• EXERCISE: The line that contains "for model downloads" marks the end: retype the data below exactly from its first line through that line.

Saved entries:
┌────────

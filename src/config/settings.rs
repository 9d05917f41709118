// Configuration structs

use anyhow::{bail, Result};
use serde::{Deserialize, Serialize};
use std::time::Duration;

use super::constants::*;
use crate::agent::ReasoningMarkers;
use crate::backend::{OllamaBackend, SamplingOptions};
use crate::refinement::RoleModels;

/// Top-level configuration, as read from `config.toml`.
///
/// Every section is optional; missing keys fall back to the defaults in
/// [`super::constants`].
#[derive(Debug, Clone, Default, PartialEq, Serialize, Deserialize)]
#[serde(default)]
pub struct Config {
    /// Where the models are served
    pub backend: BackendSettings,

    /// Sampling parameters shared by all three roles
    pub sampling: SamplingOptions,

    /// Model id per role
    pub models: RoleModels,

    /// Languages, domain and loop budget
    pub run: RunSettings,

    /// Markers delimiting inline model deliberation
    pub reasoning: ReasoningMarkers,
}

/// Backend connection settings
#[derive(Debug, Clone, PartialEq, Serialize, Deserialize)]
#[serde(default)]
pub struct BackendSettings {
    /// Ollama base URL (overridden by `OLLAMA_HOST`)
    pub base_url: String,
    /// Timeout for generate / embed / show calls
    pub request_timeout_secs: u64,
    /// Timeout for model downloads
    pub pull_timeout_secs: u64,
}

impl Default for BackendSettings {
    fn default() -> Self {
        Self {
            base_url: DEFAULT_OLLAMA_URL.to_string(),
            request_timeout_secs: DEFAULT_REQUEST_TIMEOUT_SECS,
            pull_timeout_secs: DEFAULT_PULL_TIMEOUT_SECS,
        }
    }
}

/// Per-run defaults; each can be overridden on the command line.
#[derive(Debug, Clone, PartialEq, Serialize, Deserialize)]
#[serde(default)]
pub struct RunSettings {
    pub source_lang: String,
    pub target_lang: String,
    /// Domain the translators are experts in (e.g. "survey design")
    pub expertise: String,
    /// Base instructions given to every role
    pub guidance: String,
    /// Iteration budget per input text
    pub max_iterations: usize,
    /// Tolerance below 1.0 still counted as converged
    pub convergence_epsilon: f64,
}

impl Default for RunSettings {
    fn default() -> Self {
        Self {
            source_lang: DEFAULT_SOURCE_LANG.to_string(),
            target_lang: DEFAULT_TARGET_LANG.to_string(),
            expertise: String::new(),
            guidance: String::new(),
            max_iterations: DEFAULT_MAX_ITERATIONS,
            convergence_epsilon: DEFAULT_CONVERGENCE_EPSILON,
        }
    }
}

impl Config {
    /// Validate configuration and return helpful errors
    pub fn validate(&self) -> Result<()> {
        if self.backend.base_url.trim().is_empty() {
            bail!("backend.base_url must not be empty");
        }
        if self.backend.request_timeout_secs == 0 {
            bail!("backend.request_timeout_secs must be greater than 0");
        }
        if self.backend.pull_timeout_secs == 0 {
            bail!("backend.pull_timeout_secs must be greater than 0");
        }

        if self.sampling.temperature < 0.0 {
            bail!("sampling.temperature must be >= 0 (got {})", self.sampling.temperature);
        }
        if !(self.sampling.top_p > 0.0 && self.sampling.top_p <= 1.0) {
            bail!("sampling.top_p must be in (0, 1] (got {})", self.sampling.top_p);
        }
        if self.sampling.max_tokens == 0 {
            bail!("sampling.max_tokens must be greater than 0");
        }

        for (role, model) in [
            ("forward", &self.models.forward),
            ("backward", &self.models.backward),
            ("judge", &self.models.judge),
        ] {
            if model.trim().is_empty() {
                bail!("models.{role} must not be empty");
            }
        }

        if self.run.source_lang.trim().is_empty() || self.run.target_lang.trim().is_empty() {
            bail!("run.source_lang and run.target_lang must not be empty");
        }
        if self.run.max_iterations == 0 {
            bail!("run.max_iterations must be at least 1");
        }
        if !(0.0..1.0).contains(&self.run.convergence_epsilon) {
            bail!(
                "run.convergence_epsilon must be in [0, 1) (got {})",
                self.run.convergence_epsilon
            );
        }

        self.reasoning.validate()?;

        Ok(())
    }

    /// Build the HTTP backend described by `[backend]`.
    pub fn build_backend(&self) -> Result<OllamaBackend> {
        OllamaBackend::new(
            self.backend.base_url.clone(),
            Duration::from_secs(self.backend.request_timeout_secs),
            Duration::from_secs(self.backend.pull_timeout_secs),
        )
    }
}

└────────

• RESULT OF THIS EXERCISE:
filename src/config/settings.rs
repository 9d05917f41709118
// Configuration structs

use anyhow::{bail, Result};
use serde::{Deserialize, Serialize};
use std::time::Duration;

use super::constants::*;
use crate::agent::ReasoningMarkers;
use crate::backend::{OllamaBackend, SamplingOptions};
use crate::refinement::RoleModels;

/// Top-level configuration, as read from `config.toml`.
///
/// Every section is optional; missing keys fall back to the defaults in
/// [`super::constants`].
#[derive(Debug, Clone, Default, PartialEq, Serialize, Deserialize)]
#[serde(default)]
pub struct Config {
    /// Where the models are served
    pub backend: BackendSettings,

    /// Sampling parameters shared by all three roles
    pub sampling: SamplingOptions,

    /// Model id per role
    pub models: RoleModels,

    /// Languages, domain and loop budget
    pub run: RunSettings,

    /// Markers delimiting inline model deliberation
    pub reasoning: ReasoningMarkers,
}

/// Backend connection settings
#[derive(Debug, Clone, PartialEq, Serialize, Deserialize)]
#[serde(default)]
pub struct BackendSettings {
    /// Ollama base URL (overridden by `OLLAMA_HOST`)
    pub base_url: String,
    /// Timeout for generate / embed / show calls
    pub request_timeout_secs: u64,
    /// Timeout for model downloads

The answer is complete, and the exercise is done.